And whereas some by the Canaanite in a figurative sense understand a wicked person, per synechochen speciei, as Piscator, or per metalepsin, the person being ta­ken for the quality, as Danaeus, and so expound the promise to be, that no wicked person shall remain in the Church, (it is not, onely not to approach to the holy Table) yet they referre the complement thereof to the next life, and the state of the Church in heaven; haec promissiopertinet tantum ad futuram in coelis ipsis Ecclesiae statum, nam quandiu hic erit Ecclesia Dei, semper habebit malos bonis permixtos, ne in bis terris Ecclesiam puram putam mere Donatistarum, Circumcellionum, & Ana­baptistarum frustra quaeramus, in the words of Danaeus.

To fortifie those feeble arguments they rivet and inlay them with a testimony of Camero, That however in the old Testament such as were Jews outwardly, though in­wardly and really prophane, were called Gods people, yet never in the new is it so sound unless, as they add, by anticipation, Though I cannot upon research meet with this in Camero, for of that edition in the 3 Tomes (which they cite) neither of them hath so many pages as they quote, and that in folio hath nothing in the page quoted, yet in answer.

First, To correspond with what they can here infer, they should permit none to be of the Church but such as they were convince, to be really holy, and not onely ad­mit no others save such onely unto the Lords Table.

Secondly, Bayly, disswas. p. 157. The Church in the daies of Moses and the Prophets, was one and the same with the Church in our daies, (saith a learned Divine,) the house of God, the body of Christ, the elect and redeemed people, the holy Nation, the peculiar treasure and spouse of the Lamb, and from thence he argues, what was not a suf­ficient cause to separate in that time, is no sufficient cause of separation in our daies.

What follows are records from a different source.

// src/winrate.rs
//! Win counting and win-rate annotation.
//!
//! One pass over the matches builds a per-team tally; a second pass appends the
//! six participants' win rates to every match, in input order. Both passes are
//! pure: nothing outlives the call.

use std::collections::{BTreeMap, HashSet};
use std::num::NonZeroU32;

use serde::Serialize;

use crate::error::ReportError;
use crate::model::{Alliance, EnrichedMatchRecord, MatchRecord, Outcome, TeamNumber};

/// Which alliance gets the win for a match.
#[derive(Debug, Clone, Copy, PartialEq, Eq, Default)]
pub enum WinCredit {
    /// Red on red win, blue otherwise. Undecided matches credit blue; a match with
    /// both flags set credits red.
    #[default]
    NotRedWin,
    /// Red on red win, blue on blue win, nobody on undecided or tied matches.
    Explicit,
}

impl WinCredit {
    pub fn winner(self, m: &MatchRecord) -> Option<Alliance> {
        match self {
            WinCredit::NotRedWin => Some(if m.red_win { Alliance::Red } else { Alliance::Blue }),
            WinCredit::Explicit => match m.outcome() {
                Outcome::RedWin => Some(Alliance::Red),
                Outcome::BlueWin => Some(Alliance::Blue),
                Outcome::Undecided | Outcome::Tie => None,
            },
        }
    }
}

/// Divisor used for win rates.
#[derive(Debug, Clone, Copy, PartialEq, Eq, Default)]
pub enum MatchCount {
    /// Matches the team actually played.
    #[default]
    Participation,
    /// Same divisor for every team. Rates are capped at 100.
    Fixed(NonZeroU32),
}

#[derive(Debug, Clone, Copy, PartialEq, Eq, Default)]
pub struct ReportOptions {
    pub credit: WinCredit,
    pub divisor: MatchCount,
}

#[derive(Debug, Clone, Copy, PartialEq, Serialize)]
pub struct TeamStats {
    pub wins: u32,
    pub matches_played: u32,
    /// Percent, two decimals.
    pub win_rate: f64,
}

pub type TeamStatsMap = BTreeMap<TeamNumber, TeamStats>;

/// Two decimals, exact halves to even (3.125 → 3.12).
pub fn round2(v: f64) -> f64 {
    (v * 100.0).round_ties_even() / 100.0
}

fn rate(wins: u32, played: u32, divisor: MatchCount) -> f64 {
    let denom = match divisor {
        MatchCount::Participation => played,
        MatchCount::Fixed(n) => n.get(),
    };
    if denom == 0 {
        return 0.0;
    }
    round2((f64::from(wins) / f64::from(denom) * 100.0).min(100.0))
}

/// Count wins and appearances for every team in `matches`.
pub fn compute_team_stats(matches: &[MatchRecord], opts: &ReportOptions) -> TeamStatsMap {
    let mut tally: BTreeMap<TeamNumber, (u32, u32)> = BTreeMap::new();

    for m in matches {
        let winners = opts.credit.winner(m).map(|a| m.roster(a));
        let mut seen: HashSet<TeamNumber> = HashSet::with_capacity(6);

        for (_, team) in m.teams() {
            if !seen.insert(team) {
                continue;
            }
            let entry = tally.entry(team).or_insert((0, 0));
            entry.1 += 1;
            if winners.is_some_and(|w| w.contains(&team)) {
                entry.0 += 1;
            }
        }
    }

    tally
        .into_iter()
        .map(|(team, (wins, played))| {
            let stats = TeamStats { wins, matches_played: played, win_rate: rate(wins, played, opts.divisor) };
            (team, stats)
        })
        .collect()
}

/// Append each participant's win rate to its match. Order is preserved.
pub fn annotate_matches(
    matches: &[MatchRecord],
    stats: &TeamStatsMap,
) -> Result<Vec<EnrichedMatchRecord>, ReportError> {
    matches
        .iter()
        .map(|m| {
            let mut win_rates = [0.0; 6];
            for (slot, (_, team)) in win_rates.iter_mut().zip(m.teams()) {
                *slot = stats
                    .get(&team)
                    .ok_or(ReportError::UnknownTeam { team, match_number: m.match_number })?
                    .win_rate;
            }
            Ok(EnrichedMatchRecord { record: m.clone(), win_rates })
        })
        .collect()
}

/// Stats then annotation over the same match set.
pub fn generate_report(
    matches: &[MatchRecord],
    opts: &ReportOptions,
) -> Result<Vec<EnrichedMatchRecord>, ReportError> {
    let stats = compute_team_stats(matches, opts);
    annotate_matches(matches, &stats)
}

/// Win rate of one team across `matches`; 0.0 if it never played.
pub fn team_win_rate(matches: &[MatchRecord], team: TeamNumber, opts: &ReportOptions) -> f64 {
    let mut wins = 0;
    let mut played = 0;
    for m in matches.iter().filter(|m| m.alliance_of(team).is_some()) {
        played += 1;
        if opts.credit.winner(m).is_some_and(|w| m.roster(w).contains(&team)) {
            wins += 1;
        }
    }
    rate(wins, played, opts.divisor)
}

/// Statistics plus enriched matches, as shown and exported by the frontends.
#[derive(Debug, Clone, Default)]
pub struct Report {
    pub options: ReportOptions,
    pub teams: TeamStatsMap,
    pub matches: Vec<EnrichedMatchRecord>,
}

impl Report {
    pub fn build(matches: &[MatchRecord], options: ReportOptions) -> Result<Self, ReportError> {
        let teams = compute_team_stats(matches, &options);
        let matches = annotate_matches(matches, &teams)?;
        Ok(Self { options, teams, matches })
    }

    pub fn is_empty(&self) -> bool {
        self.matches.is_empty()
    }

    /// `Team, Wins, Played, Win %` rows, by team number.
    pub fn team_rows(&self) -> Vec<Vec<String>> {
        self.teams
            .iter()
            .map(|(team, s)| row![team, s.wins, s.matches_played, format!("{:.2}", s.win_rate)])
            .collect()
    }

    pub fn match_rows(&self) -> Vec<Vec<String>> {
        self.matches.iter().map(EnrichedMatchRecord::to_row).collect()
    }
}

pub const TEAM_HEADERS: [&str; 4] = ["Team", "Wins", "Played", "Win %"];

#[cfg(test)]
mod tests {
    use super::*;
    use crate::sample;

    fn m(fields: [i64; 9]) -> MatchRecord {
        MatchRecord::from_fields(&fields).unwrap()
    }

    fn explicit() -> ReportOptions {
        ReportOptions { credit: WinCredit::Explicit, ..ReportOptions::default() }
    }

    #[test]
    fn every_rostered_team_gets_exactly_one_entry() {
        let matches = sample::qualification_matches();
        let stats = compute_team_stats(&matches, &ReportOptions::default());

        let mut all: Vec<TeamNumber> = matches.iter().flat_map(|m| m.teams().map(|(_, t)| t)).collect();
        all.sort_unstable();
        all.dedup();
        assert_eq!(stats.keys().copied().collect::<Vec<_>>(), all);
        assert_eq!(stats.len(), 26);
    }

    #[test]
    fn rates_stay_in_range_and_match_formula() {
        let matches = sample::qualification_matches();
        for opts in [ReportOptions::default(), explicit()] {
            for s in compute_team_stats(&matches, &opts).values() {
                assert!((0.0..=100.0).contains(&s.win_rate));
                let expected = round2(f64::from(s.wins) / f64::from(s.matches_played) * 100.0);
                assert_eq!(s.win_rate, expected);
            }
        }
    }

    #[test]
    fn decided_match_credits_exactly_one_alliance() {
        let one = [m([1, 1, 0, 1, 2, 3, 4, 5, 6])];
        let stats = compute_team_stats(&one, &ReportOptions::default());
        let total: u32 = stats.values().map(|s| s.wins).sum();
        assert_eq!(total, 3);
        assert!([1, 2, 3].iter().all(|t| stats[t].wins == 1));
        assert!([4, 5, 6].iter().all(|t| stats[t].wins == 0));
    }

    #[test]
    fn red_sweep_scenario() {
        let matches = [
            m([1, 1, 0, 6875, 4678, 3683, 6992, 6070, 3739]),
            m([7, 1, 0, 6875, 4678, 3683, 4903, 4617, 6978]),
            m([11, 1, 0, 6875, 4678, 3683, 4476, 5024, 9659]),
        ];
        let s = compute_team_stats(&matches, &ReportOptions::default())[&6875];
        assert_eq!((s.wins, s.matches_played, s.win_rate), (3, 3, 100.0));
    }

    #[test]
    fn unscored_match_credits_blue_by_default() {
        let matches = [
            m([4, 0, 1, 2609, 5912, 772, 4917, 9062, 3756]),
            m([6, 0, 0, 1360, 9562, 6162, 4917, 9062, 3756]),
            m([9, 0, 1, 6978, 4617, 4903, 4917, 9062, 3756]),
            m([12, 0, 1, 772, 5912, 2609, 4917, 9062, 3756]),
            m([13, 0, 1, 9659, 5024, 4476, 4917, 9062, 3756]),
        ];
        let s = compute_team_stats(&matches, &ReportOptions::default())[&3756];
        assert_eq!((s.wins, s.matches_played, s.win_rate), (5, 5, 100.0));

        let s = compute_team_stats(&matches, &explicit())[&3756];
        assert_eq!((s.wins, s.matches_played, s.win_rate), (4, 5, 80.0));
    }

    #[test]
    fn tie_credits_red_by_default() {
        let tie = [m([1, 1, 1, 1, 2, 3, 4, 5, 6])];
        let stats = compute_team_stats(&tie, &ReportOptions::default());
        assert!([1, 2, 3].iter().all(|t| stats[t].wins == 1));
        assert!([4, 5, 6].iter().all(|t| stats[t].wins == 0));
    }

    #[test]
    fn half_hundredths_round_to_even() {
        assert_eq!(round2(3.125), 3.12);
        assert_eq!(round2(0.375), 0.38);
        let opts = ReportOptions { divisor: MatchCount::Fixed(NonZeroU32::new(32).unwrap()), ..Default::default() };
        let stats = compute_team_stats(&[m([1, 1, 0, 1, 2, 3, 4, 5, 6])], &opts);
        assert_eq!(stats[&1].win_rate, 3.12);
    }

    #[test]
    fn tie_credits_nobody_when_explicit() {
        let tie = [m([1, 1, 1, 1, 2, 3, 4, 5, 6])];
        let stats = compute_team_stats(&tie, &explicit());
        assert!(stats.values().all(|s| s.wins == 0 && s.matches_played == 1));
    }

    #[test]
    fn single_loss_is_zero() {
        let stats = compute_team_stats(&[m([1, 1, 0, 1, 2, 3, 4, 5, 6])], &ReportOptions::default());
        assert_eq!(stats[&4].win_rate, 0.0);
    }

    #[test]
    fn sample_matches_known_rates() {
        let matches = sample::qualification_matches();
        let stats = compute_team_stats(&matches, &ReportOptions::default());
        assert_eq!(stats[&4476].win_rate, 83.33);
        assert_eq!(stats[&9659].win_rate, 80.0);
        assert_eq!(stats[&2702].win_rate, 33.33);
        assert_eq!(stats[&6875].matches_played, 5);
        assert_eq!(stats[&3756].wins, 3);

        let stats = compute_team_stats(&matches, &explicit());
        assert_eq!(stats[&3756].wins, 2);
        assert_eq!(stats[&9062].win_rate, 40.0);
    }

    #[test]
    fn fixed_divisor_reproduces_twelve_match_rates() {
        let opts = ReportOptions { divisor: MatchCount::Fixed(NonZeroU32::new(12).unwrap()), ..Default::default() };
        let stats = compute_team_stats(&sample::qualification_matches(), &opts);
        assert_eq!(stats[&4476].win_rate, 41.67);
        assert_eq!(stats[&7722].win_rate, 8.33);
    }

    #[test]
    fn fixed_divisor_caps_at_hundred() {
        let opts = ReportOptions { divisor: MatchCount::Fixed(NonZeroU32::new(1).unwrap()), ..Default::default() };
        let matches = [m([1, 1, 0, 1, 2, 3, 4, 5, 6]), m([2, 1, 0, 1, 2, 3, 4, 5, 6])];
        assert_eq!(compute_team_stats(&matches, &opts)[&1].win_rate, 100.0);
    }

    #[test]
    fn repeated_team_in_one_match_counts_once() {
        let stats = compute_team_stats(&[m([1, 1, 0, 7, 7, 3, 4, 5, 6])], &ReportOptions::default());
        assert_eq!((stats[&7].wins, stats[&7].matches_played), (1, 1));
    }

    #[test]
    fn report_preserves_order_and_is_idempotent() {
        let matches = sample::qualification_matches();
        let a = generate_report(&matches, &ReportOptions::default()).unwrap();
        let b = generate_report(&matches, &ReportOptions::default()).unwrap();
        assert_eq!(a, b);
        assert_eq!(a.len(), matches.len());
        for (e, m) in a.iter().zip(&matches) {
            assert_eq!(&e.record, m);
        }
        assert_eq!(a[0].to_line(), "1,1,0,6875,4678,3683,6992,6070,3739,60.00,60.00,60.00,0.00,0.00,0.00");
    }

    #[test]
    fn annotate_with_foreign_stats_is_unknown_team() {
        let stats = compute_team_stats(&[m([1, 1, 0, 1, 2, 3, 4, 5, 6])], &ReportOptions::default());
        let err = annotate_matches(&[m([2, 1, 0, 1, 2, 3, 4, 5, 99])], &stats).unwrap_err();
        assert_eq!(err, ReportError::UnknownTeam { team: 99, match_number: 2 });
    }

    #[test]
    fn empty_input_gives_empty_report() {
        let r = Report::build(&[], ReportOptions::default()).unwrap();
        assert!(r.is_empty() && r.teams.is_empty());
    }

    #[test]
    fn single_team_lookup_agrees_with_table() {
        let matches = sample::qualification_matches();
        let opts = ReportOptions::default();
        let stats = compute_team_stats(&matches, &opts);
        assert_eq!(team_win_rate(&matches, 4476, &opts), stats[&4476].win_rate);
        assert_eq!(team_win_rate(&matches, 1, &opts), 0.0);
    }

    #[test]
    fn team_rows_are_sorted_by_number() {
        let r = Report::build(&sample::qualification_matches(), ReportOptions::default()).unwrap();
        let rows = r.team_rows();
        assert_eq!(rows[0], vec!["772", "2", "4", "50.00"]);
        assert_eq!(rows.len(), 26);
    }
}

Thirdly, In the old Testament prophane people were not distinctly in themselves called Gods people, August. de doct; Christi­l. 3. c. 32. but the Church and society wherein they were permix was so called, quando Scriptura cum ad alios loquatur tanquam ad eosps [...] ad quos leque bat [...]r videtur loqui, vel de ipsis cum de aliis jam loquatur: tanquam [...] [Page 309]propter temporalem commixtionem & communionem sacramentorum, and in the same respect and notion wicked men under the new Testament are also called the people of God, as the Church of Corinth is called the Church of God; they that were incorporate thereunto are said to be sanctified in Christ Jesus, called to be Saints, (which are attributes equivalent to the people of God) and yet that body had many rotten ulcers and odious excrements.

They with some complacency or confidence in their undertakings conclude, who knows what all these lights will do being set up together? But we must tell them, that their arguments have no other light than such as putrified wood hath, which on­ly shines in darkness, and being brought into a clear light, nothing appears but rottenness, but if any take them for lights, and will be guided by them, they are like to do but what was done by the lights which Nauplius hung out at Eu­boea, for the Greeks in their return from Troy, which served onely to draw them among the rocks thereby to suffer Shipwrak.

SECT. XXXIV, XXXV, XXXVI, XXXVII.

Their repeated Fallacies. The complacency of their close, which is destructive to their main discourse.

CRebrescunt optatae aurae, portus (que) patescit
Jam proprior.

I may now strike saile and cast anchor, not onely because I may justly fear lest the Reader will no longer fill my sails with a favourable breath, being like to have been tired with so tedious a voyage; and even bonum & longum, minus bonum, there­fore much more longum & malum, duo mala; but also because what occurres of con­cernment in the remaining Sections, are but the same forces which we have proffi­gated in another field, and here they rally them together again, either like some politick captains, who to set out the multitude of their Armies, when they are to march through a City, cause them to enter at one gate and go out at another, and then to pass round and come in again at the first port; or as Francis the first thought that the stile of King of France alone, being often repeated, would bal­lance all the numerous titles of Charles the Emperour, so they think the same ar­guments reiterated may be instead of any other, or more that might be expected, and that if they pierce not by their force, yet they may by their continual drop­ping, ‘— non vi sed saepe cadendo;’ or that if in one place or time they take not, they may in another, as Astrologers say some things work not their effects unless they be applied under such a constellation, and in such a juncture of time: and as the Iesuits tell us that the same moral per­swasion, that at sometimes is not, yet anothers is efficacious in respect of [...]s an­next [Page 310]congrulty and due application: but upon what account soever they bring the Arguments, they have been elsewhere broken, and come here as Gonsalvo said of a Captain shewing himself after the battel, That it was St. Elmo that appeared af­ter the storm was past.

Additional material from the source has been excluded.